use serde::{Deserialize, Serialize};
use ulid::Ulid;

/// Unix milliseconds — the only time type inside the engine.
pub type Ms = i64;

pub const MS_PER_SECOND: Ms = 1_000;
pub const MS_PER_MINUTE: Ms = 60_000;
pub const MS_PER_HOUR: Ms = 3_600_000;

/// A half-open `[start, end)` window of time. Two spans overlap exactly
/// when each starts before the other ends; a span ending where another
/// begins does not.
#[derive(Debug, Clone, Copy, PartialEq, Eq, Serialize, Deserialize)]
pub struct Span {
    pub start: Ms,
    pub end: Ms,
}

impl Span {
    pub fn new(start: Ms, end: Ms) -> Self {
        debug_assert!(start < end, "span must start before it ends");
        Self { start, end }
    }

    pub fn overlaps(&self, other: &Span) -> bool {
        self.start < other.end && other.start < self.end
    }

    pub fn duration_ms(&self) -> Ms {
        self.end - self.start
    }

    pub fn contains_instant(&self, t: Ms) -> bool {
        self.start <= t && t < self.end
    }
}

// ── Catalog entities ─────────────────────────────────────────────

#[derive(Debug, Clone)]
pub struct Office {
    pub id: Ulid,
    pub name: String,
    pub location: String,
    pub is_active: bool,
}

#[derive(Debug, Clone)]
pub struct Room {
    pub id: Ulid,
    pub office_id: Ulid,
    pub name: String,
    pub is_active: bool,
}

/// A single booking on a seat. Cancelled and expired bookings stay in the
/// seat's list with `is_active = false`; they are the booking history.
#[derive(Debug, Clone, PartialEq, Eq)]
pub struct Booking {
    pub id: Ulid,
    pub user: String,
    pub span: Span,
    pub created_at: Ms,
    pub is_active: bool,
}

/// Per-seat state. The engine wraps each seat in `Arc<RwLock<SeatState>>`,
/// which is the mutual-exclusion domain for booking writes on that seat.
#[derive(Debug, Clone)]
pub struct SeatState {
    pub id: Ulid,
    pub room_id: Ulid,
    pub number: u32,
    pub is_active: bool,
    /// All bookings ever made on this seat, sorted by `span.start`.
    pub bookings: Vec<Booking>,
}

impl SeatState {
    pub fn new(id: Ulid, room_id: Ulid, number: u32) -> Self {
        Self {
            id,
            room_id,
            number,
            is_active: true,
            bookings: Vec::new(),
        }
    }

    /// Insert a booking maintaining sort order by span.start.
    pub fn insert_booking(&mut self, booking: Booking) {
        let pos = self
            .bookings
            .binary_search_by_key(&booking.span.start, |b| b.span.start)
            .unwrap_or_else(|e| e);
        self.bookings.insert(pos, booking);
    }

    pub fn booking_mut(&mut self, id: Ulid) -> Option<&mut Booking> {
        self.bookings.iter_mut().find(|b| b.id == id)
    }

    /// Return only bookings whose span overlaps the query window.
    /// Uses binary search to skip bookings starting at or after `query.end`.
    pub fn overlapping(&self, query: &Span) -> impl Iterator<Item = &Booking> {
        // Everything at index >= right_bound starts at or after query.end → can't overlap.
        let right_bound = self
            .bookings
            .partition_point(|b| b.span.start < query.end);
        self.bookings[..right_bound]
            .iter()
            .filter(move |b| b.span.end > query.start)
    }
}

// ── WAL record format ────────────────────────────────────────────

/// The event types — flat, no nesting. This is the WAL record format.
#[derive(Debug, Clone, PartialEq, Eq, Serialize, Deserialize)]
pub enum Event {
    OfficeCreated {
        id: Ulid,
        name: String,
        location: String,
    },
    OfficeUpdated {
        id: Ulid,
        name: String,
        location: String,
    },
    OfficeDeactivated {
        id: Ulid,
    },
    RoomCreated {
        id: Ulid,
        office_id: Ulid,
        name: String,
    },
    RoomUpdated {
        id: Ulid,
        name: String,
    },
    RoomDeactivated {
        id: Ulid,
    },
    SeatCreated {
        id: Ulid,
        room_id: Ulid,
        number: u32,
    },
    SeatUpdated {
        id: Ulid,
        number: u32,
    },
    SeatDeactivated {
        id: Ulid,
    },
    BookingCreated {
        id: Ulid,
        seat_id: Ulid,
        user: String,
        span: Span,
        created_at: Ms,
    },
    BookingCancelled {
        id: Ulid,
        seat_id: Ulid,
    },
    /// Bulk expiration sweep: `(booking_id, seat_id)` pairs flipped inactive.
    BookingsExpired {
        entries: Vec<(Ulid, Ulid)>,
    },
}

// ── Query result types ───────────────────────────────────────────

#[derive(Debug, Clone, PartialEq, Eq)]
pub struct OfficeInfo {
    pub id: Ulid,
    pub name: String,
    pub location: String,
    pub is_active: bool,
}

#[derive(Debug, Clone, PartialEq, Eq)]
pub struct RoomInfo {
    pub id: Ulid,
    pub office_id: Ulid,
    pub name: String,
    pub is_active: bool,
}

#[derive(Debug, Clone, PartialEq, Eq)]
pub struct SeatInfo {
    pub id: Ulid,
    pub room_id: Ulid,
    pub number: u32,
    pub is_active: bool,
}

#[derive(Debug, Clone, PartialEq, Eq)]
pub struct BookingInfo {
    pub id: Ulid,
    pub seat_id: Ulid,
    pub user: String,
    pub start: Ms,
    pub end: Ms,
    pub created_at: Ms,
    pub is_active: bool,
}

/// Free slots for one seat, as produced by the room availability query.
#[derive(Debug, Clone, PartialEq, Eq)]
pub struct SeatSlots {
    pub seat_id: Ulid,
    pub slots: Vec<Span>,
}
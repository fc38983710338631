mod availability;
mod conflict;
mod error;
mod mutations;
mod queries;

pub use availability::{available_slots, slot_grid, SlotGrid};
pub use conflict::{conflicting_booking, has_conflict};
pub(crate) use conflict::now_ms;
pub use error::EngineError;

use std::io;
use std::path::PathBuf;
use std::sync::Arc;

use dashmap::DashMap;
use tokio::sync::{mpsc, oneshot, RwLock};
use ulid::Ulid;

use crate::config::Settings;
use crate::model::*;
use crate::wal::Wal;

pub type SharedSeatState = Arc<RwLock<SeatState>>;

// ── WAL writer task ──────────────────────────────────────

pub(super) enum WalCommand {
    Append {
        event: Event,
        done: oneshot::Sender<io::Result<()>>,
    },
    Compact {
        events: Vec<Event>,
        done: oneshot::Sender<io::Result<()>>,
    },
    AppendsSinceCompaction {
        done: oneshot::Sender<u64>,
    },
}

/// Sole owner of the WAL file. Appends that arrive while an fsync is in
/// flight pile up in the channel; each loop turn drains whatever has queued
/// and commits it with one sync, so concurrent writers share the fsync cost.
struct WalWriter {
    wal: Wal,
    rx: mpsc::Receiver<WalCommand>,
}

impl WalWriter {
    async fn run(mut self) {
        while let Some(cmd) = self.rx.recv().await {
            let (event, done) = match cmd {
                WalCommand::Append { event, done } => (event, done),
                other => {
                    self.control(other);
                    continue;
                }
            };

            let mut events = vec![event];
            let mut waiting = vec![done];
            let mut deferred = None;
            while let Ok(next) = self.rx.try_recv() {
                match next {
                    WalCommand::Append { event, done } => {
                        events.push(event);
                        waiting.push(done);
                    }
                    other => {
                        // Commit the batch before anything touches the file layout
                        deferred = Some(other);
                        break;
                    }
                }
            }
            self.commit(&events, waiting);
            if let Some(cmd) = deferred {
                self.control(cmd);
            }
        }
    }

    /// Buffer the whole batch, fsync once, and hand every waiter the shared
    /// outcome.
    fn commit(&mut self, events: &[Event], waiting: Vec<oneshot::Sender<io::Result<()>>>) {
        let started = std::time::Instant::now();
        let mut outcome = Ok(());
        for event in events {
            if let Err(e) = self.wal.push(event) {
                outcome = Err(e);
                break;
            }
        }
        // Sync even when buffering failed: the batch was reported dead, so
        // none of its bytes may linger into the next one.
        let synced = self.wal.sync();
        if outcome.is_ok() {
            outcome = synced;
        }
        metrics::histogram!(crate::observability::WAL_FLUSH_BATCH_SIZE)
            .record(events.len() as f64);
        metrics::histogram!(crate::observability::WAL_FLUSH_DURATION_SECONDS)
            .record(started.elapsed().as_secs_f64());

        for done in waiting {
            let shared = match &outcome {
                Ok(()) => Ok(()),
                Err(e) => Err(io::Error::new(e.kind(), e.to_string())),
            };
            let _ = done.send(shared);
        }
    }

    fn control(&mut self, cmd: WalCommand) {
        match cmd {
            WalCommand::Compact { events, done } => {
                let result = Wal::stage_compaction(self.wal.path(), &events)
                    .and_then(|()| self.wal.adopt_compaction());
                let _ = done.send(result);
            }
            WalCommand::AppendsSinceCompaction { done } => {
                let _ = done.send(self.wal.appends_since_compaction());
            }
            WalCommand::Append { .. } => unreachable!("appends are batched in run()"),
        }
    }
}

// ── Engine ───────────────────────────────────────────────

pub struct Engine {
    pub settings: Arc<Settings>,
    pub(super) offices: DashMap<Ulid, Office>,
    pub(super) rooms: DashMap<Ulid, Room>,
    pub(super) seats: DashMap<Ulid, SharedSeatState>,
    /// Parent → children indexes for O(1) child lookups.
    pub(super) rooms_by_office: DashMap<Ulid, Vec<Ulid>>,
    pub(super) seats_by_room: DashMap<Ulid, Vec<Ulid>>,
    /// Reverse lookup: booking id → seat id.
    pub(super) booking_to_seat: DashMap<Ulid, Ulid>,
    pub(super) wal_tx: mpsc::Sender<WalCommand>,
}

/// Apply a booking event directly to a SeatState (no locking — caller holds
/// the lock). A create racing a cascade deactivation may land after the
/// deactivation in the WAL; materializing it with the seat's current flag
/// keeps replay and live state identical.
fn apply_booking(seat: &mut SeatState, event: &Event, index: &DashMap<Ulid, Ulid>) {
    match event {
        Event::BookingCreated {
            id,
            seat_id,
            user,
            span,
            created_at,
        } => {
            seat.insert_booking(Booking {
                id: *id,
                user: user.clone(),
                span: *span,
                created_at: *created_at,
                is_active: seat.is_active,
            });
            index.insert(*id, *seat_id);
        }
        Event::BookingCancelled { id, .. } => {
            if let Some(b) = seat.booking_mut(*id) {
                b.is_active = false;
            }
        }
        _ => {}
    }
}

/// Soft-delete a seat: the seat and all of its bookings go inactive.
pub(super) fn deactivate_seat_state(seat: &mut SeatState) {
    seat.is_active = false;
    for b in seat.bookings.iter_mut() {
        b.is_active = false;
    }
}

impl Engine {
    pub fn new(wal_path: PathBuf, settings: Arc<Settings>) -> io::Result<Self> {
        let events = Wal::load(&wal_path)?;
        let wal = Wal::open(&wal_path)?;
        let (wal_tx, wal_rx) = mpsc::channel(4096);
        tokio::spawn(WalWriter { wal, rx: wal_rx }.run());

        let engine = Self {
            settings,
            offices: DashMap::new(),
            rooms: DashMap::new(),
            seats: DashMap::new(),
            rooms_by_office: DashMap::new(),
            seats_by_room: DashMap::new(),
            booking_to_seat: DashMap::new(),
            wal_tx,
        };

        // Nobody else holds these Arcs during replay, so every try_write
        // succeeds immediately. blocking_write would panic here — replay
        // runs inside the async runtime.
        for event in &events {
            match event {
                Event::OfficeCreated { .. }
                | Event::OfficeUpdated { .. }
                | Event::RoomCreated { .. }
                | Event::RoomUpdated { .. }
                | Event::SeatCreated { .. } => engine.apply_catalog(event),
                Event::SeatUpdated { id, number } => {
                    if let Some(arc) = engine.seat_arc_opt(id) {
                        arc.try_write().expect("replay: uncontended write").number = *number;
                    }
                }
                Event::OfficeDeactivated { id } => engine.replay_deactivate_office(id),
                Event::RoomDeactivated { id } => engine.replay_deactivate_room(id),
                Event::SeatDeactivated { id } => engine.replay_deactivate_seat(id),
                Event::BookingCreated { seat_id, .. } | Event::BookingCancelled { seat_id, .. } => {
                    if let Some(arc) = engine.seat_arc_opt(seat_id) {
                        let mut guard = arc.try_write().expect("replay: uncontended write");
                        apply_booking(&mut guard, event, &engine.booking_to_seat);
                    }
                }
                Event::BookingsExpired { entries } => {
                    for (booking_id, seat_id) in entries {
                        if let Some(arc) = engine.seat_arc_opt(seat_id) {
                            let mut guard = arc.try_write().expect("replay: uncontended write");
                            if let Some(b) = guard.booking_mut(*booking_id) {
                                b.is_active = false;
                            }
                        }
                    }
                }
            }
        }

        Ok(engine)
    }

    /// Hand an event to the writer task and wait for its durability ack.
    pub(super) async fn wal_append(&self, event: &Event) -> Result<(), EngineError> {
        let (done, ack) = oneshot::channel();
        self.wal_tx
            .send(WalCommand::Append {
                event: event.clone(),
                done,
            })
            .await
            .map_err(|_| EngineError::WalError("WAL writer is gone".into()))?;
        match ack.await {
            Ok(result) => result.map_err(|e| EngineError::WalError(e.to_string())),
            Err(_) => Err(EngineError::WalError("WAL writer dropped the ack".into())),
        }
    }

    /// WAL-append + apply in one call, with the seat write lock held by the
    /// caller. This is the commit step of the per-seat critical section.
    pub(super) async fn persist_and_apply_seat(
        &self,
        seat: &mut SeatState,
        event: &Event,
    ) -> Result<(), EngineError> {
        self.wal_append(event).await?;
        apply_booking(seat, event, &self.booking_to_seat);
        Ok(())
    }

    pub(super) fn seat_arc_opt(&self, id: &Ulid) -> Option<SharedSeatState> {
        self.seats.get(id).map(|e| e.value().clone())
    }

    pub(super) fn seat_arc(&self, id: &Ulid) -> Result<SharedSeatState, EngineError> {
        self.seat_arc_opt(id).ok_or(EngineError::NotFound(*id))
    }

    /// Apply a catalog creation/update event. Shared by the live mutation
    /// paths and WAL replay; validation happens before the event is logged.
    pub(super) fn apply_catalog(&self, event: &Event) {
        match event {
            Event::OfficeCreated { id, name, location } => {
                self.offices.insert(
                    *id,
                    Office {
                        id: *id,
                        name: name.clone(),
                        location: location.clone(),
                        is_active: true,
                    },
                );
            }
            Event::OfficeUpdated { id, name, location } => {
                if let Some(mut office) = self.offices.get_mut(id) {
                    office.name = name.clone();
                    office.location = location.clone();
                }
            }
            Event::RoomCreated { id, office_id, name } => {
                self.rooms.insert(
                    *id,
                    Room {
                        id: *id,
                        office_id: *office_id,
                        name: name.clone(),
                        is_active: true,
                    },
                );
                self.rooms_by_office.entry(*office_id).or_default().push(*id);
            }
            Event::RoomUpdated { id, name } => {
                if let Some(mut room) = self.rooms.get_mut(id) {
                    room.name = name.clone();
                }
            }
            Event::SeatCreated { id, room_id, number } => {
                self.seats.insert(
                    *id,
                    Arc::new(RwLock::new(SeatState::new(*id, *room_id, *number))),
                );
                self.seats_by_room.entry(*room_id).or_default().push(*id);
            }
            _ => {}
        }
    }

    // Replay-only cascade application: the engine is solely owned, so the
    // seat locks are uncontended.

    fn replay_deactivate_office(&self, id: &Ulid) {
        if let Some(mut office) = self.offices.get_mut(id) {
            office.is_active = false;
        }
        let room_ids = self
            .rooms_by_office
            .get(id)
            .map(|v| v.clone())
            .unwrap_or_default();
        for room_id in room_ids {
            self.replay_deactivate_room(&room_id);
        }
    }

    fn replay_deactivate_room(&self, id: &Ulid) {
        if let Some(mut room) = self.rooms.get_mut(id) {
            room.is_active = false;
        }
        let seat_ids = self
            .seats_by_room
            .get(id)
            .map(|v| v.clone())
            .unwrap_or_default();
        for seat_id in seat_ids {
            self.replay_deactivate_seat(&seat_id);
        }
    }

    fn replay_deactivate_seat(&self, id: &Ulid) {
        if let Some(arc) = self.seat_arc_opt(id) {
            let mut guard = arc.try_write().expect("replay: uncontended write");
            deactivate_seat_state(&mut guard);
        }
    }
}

= WHAT YOU NEED TO DO =
Among the lines above, find the one with "apply_booking(&mut guard, event, &engine.booking_to_seat);" and the one with "Ok(result) => result.map_err(|e|". Quote both and everything between them, exactly.

= RESULT =
                        apply_booking(&mut guard, event, &engine.booking_to_seat);
                    }
                }
                Event::BookingsExpired { entries } => {
                    for (booking_id, seat_id) in entries {
                        if let Some(arc) = engine.seat_arc_opt(seat_id) {
                            let mut guard = arc.try_write().expect("replay: uncontended write");
                            if let Some(b) = guard.booking_mut(*booking_id) {
                                b.is_active = false;
                            }
                        }
                    }
                }
            }
        }

        Ok(engine)
    }

    /// Hand an event to the writer task and wait for its durability ack.
    pub(super) async fn wal_append(&self, event: &Event) -> Result<(), EngineError> {
        let (done, ack) = oneshot::channel();
        self.wal_tx
            .send(WalCommand::Append {
                event: event.clone(),
                done,
            })
            .await
            .map_err(|_| EngineError::WalError("WAL writer is gone".into()))?;
        match ack.await {
            Ok(result) => result.map_err(|e| EngineError::WalError(e.to_string())),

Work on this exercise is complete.